Tuesday 6 December 2011

After Haussmann: ‘There’s A Riot Goin’ On’







Held at central St Martins imposing new site at Kings Cross on the evening of Thursday, December 1 There’s a Riot Going On, Design Against Crime’s symposium on the social unrest of the summer had as its subtext ‘Gang Crime, X Factor Generation and the Dark Side of Shopping’. It was an intense and discomforting affair – as the holding of any political debate where we have been encouraged not to see one is always likely to be. There seemed to be two clear positions on this particularly complex issue. The first is that the riots can – and should – be understood in more conventional political terms but that it’s more convenient for those in authority to depict them as just another form of pure criminality, trivialized by the violent looting of brand names and consumer goods. The second is that the consumer goods themselves constitute an arena of political activity in an age when conventional political rhetoric and analysis have both been played out. In other words, it is all about raiding Foot Locker but on a far deeper level than we are prepared to imagine at the moment. An account posted on the Design Inspiration blog gives a broader outline of the event which, although fair, somewhat sidesteps this issue. Shopping is now an antisocial activity in and of itself – but one that also involves the entire polis at the same time. Haussmann’s modernization of Paris in the middle of the nineteenth century took care of that: a conspiracy of private finance, state governance and architectural order in which – to use Haussmann’s own words – ‘geometry and graphic design play a more important role than architecture itself’.
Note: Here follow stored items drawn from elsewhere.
// src/widget/session.rs
use chrono::{DateTime, Utc};
use uuid::Uuid;

use crate::models::chat::{ChatMessage, ChatRequest, ChatRole};

/// Shown in place of the pending assistant reply when a turn fails.
pub const FALLBACK_ERROR_MESSAGE: &str = "Sorry, something went wrong. Please try again.";

/// One rendered message in the widget. Unlike the wire `ChatMessage`, these
/// carry an id (so the in-flight reply can be updated in place) and a
/// timestamp for display.
#[derive(Debug, Clone)]
pub struct Message {
    pub id: String,
    pub role: ChatRole,
    pub content: String,
    pub created_at: DateTime<Utc>,
}

impl Message {
    fn new(role: ChatRole, content: &str) -> Self {
        Self {
            id: Uuid::new_v4().to_string(),
            role,
            content: content.to_string(),
            created_at: Utc::now(),
        }
    }
}

/// Where the current turn is in its lifecycle. Exactly one turn can be in
/// flight; `submit` refuses new input until the session returns to `Idle`.
#[derive(Debug, Clone, Copy, PartialEq, Eq)]
pub enum TurnPhase {
    Idle,
    Sending,
    Streaming,
}

/// In-memory session state for one page view / CLI run. Nothing here is
/// persisted; a new session starts empty.
#[derive(Debug)]
pub struct ChatSession {
    messages: Vec<Message>,
    phase: TurnPhase,
    pending_reply: Option<String>,
}

impl ChatSession {
    pub fn new() -> Self {
        Self {
            messages: Vec::new(),
            phase: TurnPhase::Idle,
            pending_reply: None,
        }
    }

    pub fn messages(&self) -> &[Message] {
        &self.messages
    }

    pub fn phase(&self) -> TurnPhase {
        self.phase
    }

    pub fn is_busy(&self) -> bool {
        self.phase != TurnPhase::Idle
    }

    /// Start a new turn. Returns the request to send, carrying the full
    /// history including the new user message (the empty assistant
    /// placeholder is appended locally but never sent). Returns `None` —
    /// and changes nothing — for blank input or while a turn is in flight.
    pub fn submit(&mut self, text: &str) -> Option<ChatRequest> {
        let text = text.trim();
        if text.is_empty() || self.is_busy() {
            return None;
        }

        self.messages.push(Message::new(ChatRole::User, text));

        let request = ChatRequest {
            messages: self
                .messages
                .iter()
                .map(|m| ChatMessage {
                    role: m.role,
                    content: m.content.clone(),
                })
                .collect(),
        };

        let placeholder = Message::new(ChatRole::Assistant, "");
        self.pending_reply = Some(placeholder.id.clone());
        self.messages.push(placeholder);
        self.phase = TurnPhase::Sending;

        Some(request)
    }

    /// The response stream has opened.
    pub fn begin_streaming(&mut self) {
        if self.phase == TurnPhase::Sending {
            self.phase = TurnPhase::Streaming;
        }
    }

    /// Append one increment to the in-flight reply, preserving arrival order.
    pub fn append_text(&mut self, fragment: &str) {
        if let Some(reply) = self.pending_reply_mut() {
            reply.content.push_str(fragment);
        }
    }

    /// Normal end of turn (`[DONE]` or stream exhaustion).
    pub fn finish_turn(&mut self) {
        self.phase = TurnPhase::Idle;
        self.pending_reply = None;
    }

    /// Failed turn: the placeholder itself becomes the error message. No
    /// extra message is inserted and nothing escapes to the caller.
    pub fn fail_turn(&mut self, detail: Option<&str>) {
        let content = match detail {
            Some(detail) => format!("Sorry, I encountered an error: {}", detail),
            None => FALLBACK_ERROR_MESSAGE.to_string(),
        };
        if let Some(reply) = self.pending_reply_mut() {
            reply.content = content;
        }
        self.phase = TurnPhase::Idle;
        self.pending_reply = None;
    }

    fn pending_reply_mut(&mut self) -> Option<&mut Message> {
        let id = self.pending_reply.as_deref()?;
        self.messages.iter_mut().find(|m| m.id == id)
    }
}

impl Default for ChatSession {
    fn default() -> Self {
        Self::new()
    }
}

#[cfg(test)]
mod tests {
    use super::*;

    #[test]
    fn test_submit_blank_is_noop() {
        let mut session = ChatSession::new();
        assert!(session.submit("").is_none());
        assert!(session.submit("   ").is_none());
        assert!(session.submit("\t\n").is_none());
        assert!(session.messages().is_empty());
        assert_eq!(session.phase(), TurnPhase::Idle);
    }

    #[test]
    fn test_submit_appends_user_and_placeholder() {
        let mut session = ChatSession::new();
        let request = session.submit("  hello  ").unwrap();

        assert_eq!(session.messages().len(), 2);
        assert_eq!(session.messages()[0].role, ChatRole::User);
        assert_eq!(session.messages()[0].content, "hello");
        assert_eq!(session.messages()[1].role, ChatRole::Assistant);
        assert_eq!(session.messages()[1].content, "");
        assert_eq!(session.phase(), TurnPhase::Sending);

        // The request carries the new user message but not the placeholder.
        assert_eq!(request.messages.len(), 1);
        assert_eq!(request.messages[0].content, "hello");
    }

    #[test]
    fn test_submit_while_busy_is_noop() {
        let mut session = ChatSession::new();
        session.submit("first").unwrap();
        assert!(session.submit("second").is_none());
        assert_eq!(session.messages().len(), 2);

        session.begin_streaming();
        assert!(session.submit("third").is_none());
        assert_eq!(session.messages().len(), 2);
    }

    #[test]
    fn test_increments_append_in_order() {
        let mut session = ChatSession::new();
        session.submit("hi").unwrap();
        session.begin_streaming();
        session.append_text("Hello");
        session.append_text(" there");
        session.append_text("!");
        session.finish_turn();

        assert_eq!(session.messages()[1].content, "Hello there!");
        assert_eq!(session.phase(), TurnPhase::Idle);
    }

    #[test]
    fn test_next_turn_carries_full_history() {
        let mut session = ChatSession::new();
        session.submit("hi").unwrap();
        session.begin_streaming();
        session.append_text("Hello!");
        session.finish_turn();

        let request = session.submit("more please").unwrap();
        let roles: Vec<ChatRole> = request.messages.iter().map(|m| m.role).collect();
        assert_eq!(roles, vec![ChatRole::User, ChatRole::Assistant, ChatRole::User]);
        assert_eq!(request.messages[1].content, "Hello!");
    }

    #[test]
    fn test_fail_turn_overwrites_placeholder_in_place() {
        let mut session = ChatSession::new();
        session.submit("hi").unwrap();
        session.begin_streaming();
        session.append_text("partial");
        let placeholder_id = session.messages()[1].id.clone();

        session.fail_turn(Some("connection reset"));

        assert_eq!(session.messages().len(), 2, "no extra message inserted");
        assert_eq!(session.messages()[1].id, placeholder_id);
        assert_eq!(
            session.messages()[1].content,
            "Sorry, I encountered an error: connection reset"
        );
        assert_eq!(session.phase(), TurnPhase::Idle);
    }

    #[test]
    fn test_fail_turn_without_detail_uses_fallback() {
        let mut session = ChatSession::new();
        session.submit("hi").unwrap();
        session.fail_turn(None);
        assert_eq!(session.messages()[1].content, FALLBACK_ERROR_MESSAGE);
    }

    #[test]
    fn test_can_submit_again_after_failure() {
        let mut session = ChatSession::new();
        session.submit("hi").unwrap();
        session.fail_turn(None);
        assert!(session.submit("retry").is_some());
    }
}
Over the course of the event Gavin Knight spoke eloquently about the power structures and social collapse surrounding gang life in London, Manchester and Glasgow; journalist Suzanne Moore presented a severe and witty critique of the way in which the riots were presented by press, police and politicians; while the chair David Matthews kept asking all the right questions. Richard Thomas from Resonance 104.4 FM was on hand to record the whole thing for some future broadcast. Personally I found the contributions from the audience during the final part of the evening to the most enlightening part of the whole symposium and even went so far as to switch my microphone off so that I wouldn’t be tempted to stop listening to what they had to say. It was a useful and enlightening debate and one that is urgently needed at the moment – I hope it proves to only the first of many more.

Pictured above: inside the venue; one of the flat screen displays in the auditorium; Gavin Knight speaking; KH presents ‘After Haussmann’; the audience; KH, David Matthews and Gavin Knight listen intently while Suzanne Moore speaks at the panel discussion – photographs courtesy of the Daily Planet’s roving shutterbug Kitty Keen.